Reverie by Caroline Hu AW26
There are designers who create clothing, and then there are designers like Reverie by Caroline Hú who create emotional landscapes. For Autumn/Winter 2026, Caroline Hú delivered one of Paris Fashion Week’s most quietly devastating collections; a meditation on memory, softness, and the objects we hold onto long after they have lost their original purpose. AW26 turned inward, drawing inspiration from aged garments, forgotten furniture, and deeply personal keepsakes. At the center of the collection was an intimate reference point: a worn towel Hú has kept since childhood, transformed in her imagination into a vessel of comfort, nostalgia, and emotional permanence. That sense of tenderness echoed throughout the runway. Fabrics appeared weathered yet precious, distressed cotton mesh frayed delicately at the edges, cloud-like embroidery floating across tulle, and layers of textile manipulation that felt less constructed than organically grown. Hú treated garments almost like living memories, allowing them to unravel, reform, and evolve in motion.
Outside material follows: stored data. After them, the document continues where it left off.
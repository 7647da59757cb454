use crate::config::TextStyle;
use crate::error::{Error, Result};
use crate::fonts::TextMeasurer;
use crate::model::{Alignment, DraftOp, DraftText, DrawOp, PageDraft, PageGeometry, Rgb};

use super::blocks::ContentBlock;
use super::cursor::{EPSILON, PageCursor};

/// Header or footer renderer, called once per page.
pub type FurnitureFn = Box<dyn FnMut(&mut Furniture<'_>)>;

/// Drawing surface handed to header/footer callbacks. It has its own y
/// position and never moves the body cursor; only the header's final y is
/// used, as the top of the body content.
pub struct Furniture<'a> {
    page_number: usize,
    geometry: PageGeometry,
    y: f32,
    alias: Option<&'a str>,
    draft: &'a mut PageDraft,
}

impl Furniture<'_> {
    pub fn page_number(&self) -> usize {
        self.page_number
    }

    pub fn geometry(&self) -> &PageGeometry {
        &self.geometry
    }

    pub fn y(&self) -> f32 {
        self.y
    }

    /// Negative values are measured from the bottom edge of the page.
    pub fn set_y(&mut self, y: f32) {
        self.y = if y < 0.0 { self.geometry.height + y } else { y };
    }

    pub fn ln(&mut self, height: f32) {
        self.y += height;
    }

    /// Single-line cell spanning the usable width at the current y. The
    /// total-pages alias in `text` is kept as a deferred piece. Does not move y.
    pub fn cell(&mut self, text: &str, height: f32, align: Alignment, style: &TextStyle) {
        let text = DraftText::tokenize(text, self.alias);
        self.text_cell(text, height, align, style);
    }

    /// Like `cell`, for text whose deferred pieces are already built.
    pub fn text_cell(&mut self, text: DraftText, height: f32, align: Alignment, style: &TextStyle) {
        self.draft.ops.push(DraftOp::Text {
            x: self.geometry.margin_left,
            y: cell_baseline(self.y, height, style.font.size),
            text,
            font: style.font.clone(),
            color: style.color,
            align_box: Some((self.geometry.usable_width(), align)),
        });
    }

    /// Horizontal line across the margins at the current y.
    pub fn rule(&mut self, color: Rgb, width: f32) {
        self.draft.draw(DrawOp::Line {
            x1: self.geometry.margin_left,
            y1: self.y,
            x2: self.geometry.width - self.geometry.margin_right,
            y2: self.y,
            width,
            color,
        });
    }
}

/// Baseline of single-line text vertically centered in a cell starting at `top`.
pub(crate) fn cell_baseline(top: f32, height: f32, font_size: f32) -> f32 {
    top + height / 2.0 + 0.3 * font_size
}

/// Explicit layout state of one document: the cursor, finished pages and the
/// page under construction. Break decisions are taken before a block is drawn.
pub struct LayoutState {
    cursor: PageCursor,
    alias: Option<String>,
    pages: Vec<PageDraft>,
    current: Option<PageDraft>,
    header: Option<FurnitureFn>,
    footer: Option<FurnitureFn>,
}

impl LayoutState {
    pub fn new(geometry: PageGeometry, total_pages_alias: Option<String>) -> Self {
        Self {
            cursor: PageCursor::new(geometry),
            alias: total_pages_alias,
            pages: Vec::new(),
            current: None,
            header: None,
            footer: None,
        }
    }

    pub fn set_header(&mut self, header: FurnitureFn) {
        self.header = Some(header);
    }

    pub fn set_footer(&mut self, footer: FurnitureFn) {
        self.footer = Some(footer);
    }

    pub fn cursor(&self) -> &PageCursor {
        &self.cursor
    }

    pub fn geometry(&self) -> &PageGeometry {
        self.cursor.geometry()
    }

    /// Number of the open page, or of the last closed one.
    pub fn page_number(&self) -> usize {
        self.current
            .as_ref()
            .map_or(self.pages.len(), |page| page.number)
    }

    pub fn will_fit(&self, height: f32) -> bool {
        self.cursor.remaining_height() + EPSILON >= height
    }

    /// Close the open page (footer) and start a new one (header).
    pub fn break_page(&mut self) {
        self.close_page();
        let number = self.pages.len() + 1;
        let mut draft = PageDraft::new(number);
        self.cursor.reset_to_top();

        let geometry = *self.cursor.geometry();
        let mut content_top = geometry.margin_top;
        if let Some(header) = self.header.as_mut() {
            let mut furniture = Furniture {
                page_number: number,
                geometry,
                y: geometry.margin_top,
                alias: self.alias.as_deref(),
                draft: &mut draft,
            };
            header(&mut furniture);
            content_top = furniture.y;
        }
        self.cursor.start_content_at(content_top);
        log::debug!("open page {number}, content starts at y={content_top:.2}");
        self.current = Some(draft);
    }

    pub(crate) fn close_page(&mut self) {
        let Some(mut draft) = self.current.take() else {
            return;
        };
        let geometry = *self.cursor.geometry();
        if let Some(footer) = self.footer.as_mut() {
            let mut furniture = Furniture {
                page_number: draft.number,
                geometry,
                y: geometry.break_line(),
                alias: self.alias.as_deref(),
                draft: &mut draft,
            };
            footer(&mut furniture);
        }
        draft.closed = true;
        log::debug!("close page {} ({} ops)", draft.number, draft.ops.len());
        self.pages.push(draft);
    }

    fn ensure_page(&mut self) {
        if self.current.is_none() {
            self.break_page();
        }
    }

    /// Make sure `height` (plus `keep_with_next` of lookahead) fits on the
    /// current page, breaking first if it does not. Fails if `height` exceeds
    /// what an empty page offers.
    pub fn reserve(&mut self, height: f32, keep_with_next: f32) -> Result<()> {
        self.ensure_page();
        let available = self.cursor.page_capacity();
        if height > available + EPSILON {
            return Err(Error::PageOverflow { height, available });
        }
        if !self.will_fit(height + keep_with_next) && !self.cursor.at_page_top() {
            log::debug!(
                "page break before block of {height:.2}pt (+{keep_with_next:.2}pt), {:.2}pt left",
                self.cursor.remaining_height()
            );
            self.break_page();
        }
        Ok(())
    }

    /// Measure, maybe break, draw, advance. Paragraphs taller than an empty
    /// page are placed line by line instead of atomically.
    pub fn place(&mut self, block: &ContentBlock, measurer: &dyn TextMeasurer) -> Result<()> {
        self.ensure_page();
        let width = self.geometry().usable_width();
        let height = block.measure(width, measurer);

        if let ContentBlock::Paragraph(paragraph) = block {
            if height > self.cursor.page_capacity() + EPSILON {
                return self.place_lines(paragraph, measurer);
            }
        }

        self.reserve(height, block.keep_with_next())?;
        let (x, y) = self.cursor.position();
        let mut ops = Vec::new();
        block.draw(x, y, width, measurer, &mut ops);
        self.extend(ops);
        self.cursor.advance(height)?;
        self.cursor.line_feed(block.trailing_margin());
        Ok(())
    }

    fn place_lines(
        &mut self,
        paragraph: &super::blocks::Paragraph,
        measurer: &dyn TextMeasurer,
    ) -> Result<()> {
        let width = self.geometry().usable_width();
        let line_h = paragraph.style.line_height;
        log::debug!(
            "paragraph taller than a page, placing line by line from page {}",
            self.page_number()
        );
        for line in paragraph.lines(width, measurer) {
            self.reserve(line_h, 0.0)?;
            let (x, y) = self.cursor.position();
            let mut ops = Vec::new();
            paragraph.draw_line(&line, x, y, width, &mut ops);
            self.extend(ops);
            self.cursor.advance(line_h)?;
        }
        self.cursor.line_feed(paragraph.style.space_after);
        Ok(())
    }

    /// Manual line feed of body content; never breaks.
    pub fn line_feed(&mut self, height: f32) {
        self.ensure_page();
        self.cursor.line_feed(height);
    }

    fn extend(&mut self, ops: Vec<DrawOp>) {
        self.ensure_page();
        if let Some(page) = self.current.as_mut() {
            page.ops.extend(ops.into_iter().map(DraftOp::Draw));
        }
    }

    /// Close the last page and hand out every draft. A document always has
    /// at least one page.
    pub fn finish(mut self) -> Vec<PageDraft> {
        self.ensure_page();
        self.close_page();
        self.pages
    }

    /// Drafts closed so far plus the open page, without closing it.
    pub fn snapshot(&self) -> Vec<PageDraft> {
        self.pages.iter().chain(self.current.iter()).cloned().collect()
    }
}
What made the collection especially compelling was its tactile depth. Hú’s work has always balanced romance with experimentation, but AW26 sharpened that dialogue into something more emotionally raw. Multiple materials coexisted within a single look; silicone-coated florals embedded into translucent layers, cracked knit textures beside impossibly soft tulles, and sculptural forms softened by movement. Silhouettes floated between fragility and protection. Oversized cocoon shapes enveloped the body, while delicate floral appliqués emerged from fractured surfaces almost like flowers growing through concrete. The garments never felt overly polished; instead, they embraced imperfection as part of their beauty. There was also a notable maturity to the styling this season. While earlier Reverie collections often leaned heavily into dreamlike fantasy, AW26 grounded its romanticism in something more lived-in and introspective. The result was less escapism and more emotional archaeology.
In one of the collection’s strongest creative decisions, Hú replaced traditional runway casting with dancers Emma Portner and Matt McCreary, allowing movement to become part of the storytelling. Their choreography transformed the runway into something almost theatrical, emphasizing the fluidity and emotional vulnerability of the clothes. Rather than presenting fashion as static perfection, the performance highlighted the collection’s core themes; tenderness, rupture, and the tension between holding on and letting go.
One of the more unexpected moments came via Hú’s collaboration with Crocs, which debuted a reimagined Bae Clog adorned with cracked knitted uppers and hand-embroidered silk ribbon flowers. In another designer’s hands, the concept could have felt gimmicky. Here, it became an extension of the collection’s emotional language, beauty emerging from wear, softness pushing through damage. It also reinforced Hú’s growing ability to bridge avant-garde craftsmanship with commercially recognizable objects without compromising her identity.
What continues to set Caroline Hú apart is her refusal to chase spectacle for spectacle’s sake. In an industry increasingly driven by immediacy and viral moments, Reverie by Caroline Hú remains deeply personal, almost stubbornly emotional. AW26 was not about trends or sharp cultural commentary; it was about intimacy, memory, and the emotional residue objects leave behind. The collection felt less like a fashion show and more like stepping inside someone’s dream journal; fragile, imperfect, romantic, and profoundly human. With AW26, Caroline Hú reaffirmed herself as one of the most emotionally intelligent voices working in fashion today.